Half In, Half Out, Not Mixed

Anonymous,
LA

I was raised in an odd grey area between Cajun and Southern White, without really fitting into either group.

The first thing people ask when I eventually mention my heritage is, “can you speak French?” To which I respond, with great embarrassment and shame, “no.” Most people just give a disappointed or confused look, but there have been those who voice what everyone thinks:

“If you don’t speak French, you’re not a ‘true’ Cajun, are you?”

My identity comes under fire and I am forced to explain myself, saying that the blood in my veins is part of the Diaspora, that I grew up with the same dishes and dances and folktales that Cajuns hold so dear. But I can’t speak French, and my last name doesn’t sound French, and my appearance isn’t French, so I’m just southern white. I’m blended into a group that is so incredibly varied but crammed into the same box of being “cultureless Americans.”

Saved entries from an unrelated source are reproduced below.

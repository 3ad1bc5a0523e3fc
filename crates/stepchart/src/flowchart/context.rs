//! Traversal context for flowchart compilation
//!
//! One context lives inside each compiler and is reset at the start of
//! every compile. It hands out scope identifiers, remembers which states
//! were seen, and accumulates the edges that wire outermost terminal
//! states to the shared `End` marker.

use std::collections::HashMap;

/// Scope identifier of the outermost state machine
pub const ROOT_SCOPE: &str = "scope0";

/// Summary of a state registered during traversal
///
/// Kept for diagnostics; the emitted text never reads it back.
#[derive(Debug, Clone, PartialEq, Eq)]
pub struct RegisteredState {
    /// Generated node identifier
    pub node_id: String,
    /// State name as written in the document
    pub name: String,
    /// Dialect type name
    pub kind: &'static str,
}

/// Mutable traversal state threaded through the recursive walk
#[derive(Debug, Default)]
pub struct Context {
    depth: usize,
    states: HashMap<String, RegisteredState>,
    start_state: Option<RegisteredState>,
    last_state: Option<RegisteredState>,
    end_edges: Vec<String>,
}

impl Context {
    pub fn new() -> Self {
        Self::default()
    }

    /// Return the next scope identifier and advance the counter
    ///
    /// Called exactly once per state machine, before any of its states
    /// are visited; the outermost machine always receives [`ROOT_SCOPE`].
    pub fn fresh_scope_id(&mut self) -> String {
        let id = format!("scope{}", self.depth);
        self.depth += 1;
        id
    }

    /// Record a state under its scope; the most recent registration per
    /// scope wins
    pub fn register(&mut self, scope: &str, state: RegisteredState) {
        self.states.insert(scope.to_string(), state);
    }

    /// Most recently registered state of the given scope
    pub fn registered(&self, scope: &str) -> Option<&RegisteredState> {
        self.states.get(scope)
    }

    /// Record the first state seen across the whole traversal; later
    /// calls are ignored
    pub fn note_start_state(&mut self, state: &RegisteredState) {
        if self.start_state.is_none() {
            self.start_state = Some(state.clone());
        }
    }

    /// Record the most recent outermost-scope terminal state; each call
    /// overwrites the previous one
    pub fn note_last_state(&mut self, state: &RegisteredState) {
        self.last_state = Some(state.clone());
    }

    pub fn start_state(&self) -> Option<&RegisteredState> {
        self.start_state.as_ref()
    }

    pub fn last_state(&self) -> Option<&RegisteredState> {
        self.last_state.as_ref()
    }

    /// Append an edge fragment wiring a terminal state to the shared
    /// `End` marker
    pub fn push_end_edge(&mut self, edge: String) {
        self.end_edges.push(edge);
    }

    /// Accumulated end edges, in recording order
    pub fn end_edges(&self) -> &[String] {
        &self.end_edges
    }

    /// Discard all traversal state from a previous compile
    pub fn reset(&mut self) {
        self.depth = 0;
        self.states.clear();
        self.start_state = None;
        self.last_state = None;
        self.end_edges.clear();
    }
}
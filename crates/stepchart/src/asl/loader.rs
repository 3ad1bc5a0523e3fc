//! Deserialization boundary for state machine documents
//!
//! YAML is a superset of JSON, so a single deserializer accepts both
//! input syntaxes. A document that deserializes is not necessarily
//! renderable; see [`StateMachine::has_minimum_shape`].

use tracing::debug;

use crate::asl::model::StateMachine;
use crate::core::CompileError;

/// Deserialize a raw document (JSON or YAML) into a [`StateMachine`]
///
/// Fails with [`CompileError::MalformedDocument`] when the text is not
/// structurally valid. Dangling state references are not checked here:
/// the compiler renders them as edges to undeclared identifiers.
pub fn load_document(text: &str) -> Result<StateMachine, CompileError> {
    let document: StateMachine = serde_yaml::from_str(text)?;
    debug!(
        state_count = document.states.len(),
        has_start_at = document.start_at.is_some(),
        "Document deserialized"
    );
    Ok(document)
}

And then I feel as though I have no right to claim my heritage, that by doing so I’m insulting the “true Cajuns,” the folks who speak French and sound French and look French. Can I still call myself Cajun, if I was raised detached from a larger Cajun community, with only fractured traditions and mixed bloodlines to mark me as kin? Can I ever call the Acadiens my people, or will I always just be considered another “white?”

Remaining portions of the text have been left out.